Observation data (J2000 epoch)
- Constellation: Hydra
- Right ascension: 08^{h} 40^{m} 44.3818^{s}
- Declination: −04° 07′ 18.011″
- Redshift: 0.014473
- Heliocentric radial velocity: 4339 ± 5 km/s
- Distance: 222.8 ± 15.6 Mly (68.32 ± 4.79 Mpc)
- Apparent magnitude (V): 12.6

Characteristics
- Type: SB(r)bc
- Size: ~140,800 ly (43.17 kpc) (estimated)
- Apparent size (V): 2.0′ × 1.8′

Other designations
- IRAS 08382-0356, 2MASX J08404435-0407182, MCG -01-22-033, PGC 24395

= NGC 2642 =

Galaxy in the constellation Hydra

NGC 2642 is a barred spiral galaxy in the constellation of Hydra. Its velocity with respect to the cosmic microwave background is 4632 ± 21 km/s, which corresponds to a Hubble distance of 68.32 ± 4.79 Mpc (~223 million light-years). It was discovered by British astronomer John Herschel on 19 February 1830.

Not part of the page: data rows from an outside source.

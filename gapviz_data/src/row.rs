// Copyright 2026 the Gapviz Authors
// SPDX-License-Identifier: Apache-2.0 OR MIT

//! Row types and numeric coercion.

extern crate alloc;

use alloc::string::String;

/// One record as loaded from the source file: every field is text.
#[derive(Clone, Debug, PartialEq, Eq)]
pub struct RawRow {
    /// Country name.
    pub country: String,
    /// Categorical region name.
    pub region: String,
    /// Average income, as source text.
    pub income: String,
    /// Life expectancy in years, as source text.
    pub life_expectancy: String,
    /// Population count, as source text.
    pub population: String,
}

/// One prepared data point.
///
/// Rows are immutable after preparation. Numeric fields hold either the
/// parsed value or the NaN sentinel left by [`coerce_number`].
#[derive(Clone, Debug, PartialEq)]
pub struct Row {
    /// Country name.
    pub country: String,
    /// Categorical region name; the color-scale key.
    pub region: String,
    /// Average income (strictly positive in well-formed data).
    pub income: f64,
    /// Life expectancy in years.
    pub life_expectancy: f64,
    /// Population count.
    pub population: f64,
}

impl Row {
    /// Coerces a raw row's numeric fields.
    pub fn from_raw(raw: RawRow) -> Self {
        Self {
            country: raw.country,
            region: raw.region,
            income: coerce_number(&raw.income),
            life_expectancy: coerce_number(&raw.life_expectancy),
            population: coerce_number(&raw.population),
        }
    }
}

/// Parses a numeric field, coercing malformed text to NaN.
///
/// This is deliberately silent: the pipeline never rejects a row over a
/// bad field. NaN is the sentinel for "not a number"; every consumer of
/// these values (extents, scales) treats non-finite input explicitly.
pub fn coerce_number(text: &str) -> f64 {
    text.trim().parse().unwrap_or(f64::NAN)
}

#[cfg(test)]
mod tests {
    extern crate std;

    use alloc::string::ToString;

    use super::*;

    fn raw(income: &str, life: &str, pop: &str) -> RawRow {
        RawRow {
            country: "Atlantis".to_string(),
            region: "Nowhere".to_string(),
            income: income.to_string(),
            life_expectancy: life.to_string(),
            population: pop.to_string(),
        }
    }

    #[test]
    fn numeric_fields_parse_to_values() {
        let row = Row::from_raw(raw("12500", "71.5", " 1400000 "));
        assert_eq!(row.income, 12500.0);
        assert_eq!(row.life_expectancy, 71.5);
        assert_eq!(row.population, 1400000.0);
    }

    #[test]
    fn malformed_fields_coerce_to_nan_and_keep_the_row() {
        let row = Row::from_raw(raw("n/a", "", "4,200"));
        assert!(row.income.is_nan(), "malformed income");
        assert!(row.life_expectancy.is_nan(), "empty life expectancy");
        assert!(row.population.is_nan(), "grouped digits are not parsed");
        assert_eq!(row.country, "Atlantis");
    }
}
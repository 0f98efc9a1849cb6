// Copyright 2026 the Gapviz Authors
// SPDX-License-Identifier: Apache-2.0 OR MIT

//! Bubble-scatter chart building blocks on top of `gapviz_core`.
//!
//! This crate is the middle of the pipeline: a prepared
//! [`gapviz_data::Dataset`] goes in, a flat set of `gapviz_core::Mark`s
//! comes out. It provides:
//! - **Scales** mapping data values into scene coordinates: linear with
//!   a buffered domain for the axes, square-root for bubble radii, and
//!   ordinal for region colors.
//! - **Guides** (axes, corner labels) generated as marks.
//! - A composed [`BubbleChartSpec`] that derives all four scales from
//!   the dataset's extents and renders the whole chart in one pass.
//!
//! Text shaping and layout are out of scope; text marks store unshaped
//! strings.

#![no_std]

extern crate alloc;

mod axis;
mod bubble_mark;
mod chart;
#[cfg(not(feature = "std"))]
mod float;
mod format;
mod layout;
mod palette;
mod scale;
mod text_mark;
mod z_order;

pub use axis::{AxisOrient, AxisSpec, AxisStyle, StrokeStyle};
pub use bubble_mark::BubbleMarkSpec;
pub use chart::{BubbleChartSpec, ChartScales};
pub use layout::{Margin, Size};
pub use palette::CATEGORY10;
pub use scale::{ScaleLinear, ScaleLinearSpec, ScaleOrdinal, ScaleSqrt, ScaleSqrtSpec};
pub use text_mark::TextMarkSpec;
pub use z_order::*;
// Copyright 2026 the Gapviz Authors
// SPDX-License-Identifier: Apache-2.0 OR MIT

//! Dataset preparation: coercion pass, region collection, population sort.

extern crate alloc;

use alloc::string::{String, ToString};
use alloc::vec::Vec;
use core::cmp::Ordering;

use hashbrown::HashSet;

use crate::row::{RawRow, Row};

/// The distinct regions of a dataset, in first-seen order.
///
/// Built incrementally during the coercion pass — before the population
/// sort — so the order reflects the input file, not the sorted rows.
/// This set is the domain of the color scale.
#[derive(Clone, Debug, Default)]
pub struct RegionSet {
    order: Vec<String>,
    seen: HashSet<String>,
}

impl RegionSet {
    /// Creates an empty set.
    pub fn new() -> Self {
        Self::default()
    }

    /// Inserts a region, keeping first-seen order.
    ///
    /// Returns `true` if the region was not present yet.
    pub fn insert(&mut self, region: &str) -> bool {
        if self.seen.contains(region) {
            return false;
        }
        self.seen.insert(region.to_string());
        self.order.push(region.to_string());
        true
    }

    /// Collects the distinct regions of already-prepared rows, in the
    /// order the rows appear.
    pub fn from_rows(rows: &[Row]) -> Self {
        let mut set = Self::new();
        for row in rows {
            set.insert(&row.region);
        }
        set
    }

    /// Returns the position of a region in first-seen order.
    pub fn position(&self, region: &str) -> Option<usize> {
        if !self.seen.contains(region) {
            return None;
        }
        self.order.iter().position(|r| r == region)
    }

    /// Returns the regions in first-seen order.
    pub fn as_slice(&self) -> &[String] {
        &self.order
    }

    /// Returns the number of distinct regions.
    pub fn len(&self) -> usize {
        self.order.len()
    }

    /// Returns `true` if no region has been seen.
    pub fn is_empty(&self) -> bool {
        self.order.is_empty()
    }
}

/// A prepared dataset: coerced rows in population-descending order,
/// plus the accumulated region set.
#[derive(Clone, Debug, Default)]
pub struct Dataset {
    /// Prepared rows, sorted by population descending.
    pub rows: Vec<Row>,
    /// Distinct regions in first-seen (pre-sort) order.
    pub regions: RegionSet,
}

impl Dataset {
    /// Runs the preparation pass over raw rows.
    ///
    /// The sort is stable: rows with equal population — including rows
    /// whose population coerced to NaN, which compare as ties — retain
    /// their relative input order.
    pub fn prepare(raw: Vec<RawRow>) -> Self {
        let mut regions = RegionSet::new();
        let mut rows: Vec<Row> = raw
            .into_iter()
            .map(|r| {
                let row = Row::from_raw(r);
                regions.insert(&row.region);
                row
            })
            .collect();

        rows.sort_by(|a, b| {
            b.population
                .partial_cmp(&a.population)
                .unwrap_or(Ordering::Equal)
        });

        Self { rows, regions }
    }

    /// Income extent over rows with a finite income.
    pub fn income_extent(&self) -> Option<(f64, f64)> {
        infer_extent(&self.rows, |r| r.income)
    }

    /// Life-expectancy extent over rows with a finite value.
    pub fn life_expectancy_extent(&self) -> Option<(f64, f64)> {
        infer_extent(&self.rows, |r| r.life_expectancy)
    }

    /// Population extent over rows with a finite population.
    pub fn population_extent(&self) -> Option<(f64, f64)> {
        infer_extent(&self.rows, |r| r.population)
    }
}

/// Infers a `(min, max)` extent for one numeric field.
///
/// Non-finite values (the coercion sentinel) are ignored, so a malformed
/// field excludes that row from the extent without poisoning the scale
/// domain. Returns `None` if no finite values are present.
pub fn infer_extent(rows: &[Row], field: impl Fn(&Row) -> f64) -> Option<(f64, f64)> {
    let mut min = f64::INFINITY;
    let mut max = f64::NEG_INFINITY;
    for row in rows {
        let v = field(row);
        if !v.is_finite() {
            continue;
        }
        min = min.min(v);
        max = max.max(v);
    }
    if min.is_finite() && max.is_finite() {
        Some((min, max))
    } else {
        None
    }
}
// Copyright 2026 the Gapviz Authors
// SPDX-License-Identifier: Apache-2.0 OR MIT

//! Tiny HTML page wrapper around the generated SVG.

pub(crate) fn render_page(title: &str, svg: &str) -> String {
    format!(
        r#"<!DOCTYPE html>
<html lang="en">
<head>
<meta charset="utf-8">
<title>{title}</title>
<style>
body {{ font-family: sans-serif; margin: 24px; }}
h1 {{ font-size: 18px; }}
</style>
</head>
<body>
<h1>{title}</h1>
{svg}</body>
</html>
"#
    )
}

According to the SIMBAD database, NGC 2642 is a Seyfert I galaxy, i.e. it has a quasar-like nuclei with very high surface brightnesses whose spectra reveal strong, high-ionisation emission lines, but unlike quasars, the host galaxy is clearly detectable.

==Supernovae==
Three supernovae have been observed in NGC 2642:
- SN 2002fj (Type IIn, mag. 15.8) was discovered by Berto Monard on 12 September 2002.
- SN 2008bh (Type II, mag. 16.3) was discovered by the Lick Observatory Supernova Search (LOSS) and by The CHilean Automatic Supernova sEarch (CHASE) on 23 March 2008.
- SN 2023aaby (Type Ic, mag. 17.943) was discovered by ATLAS on 14 December 2023.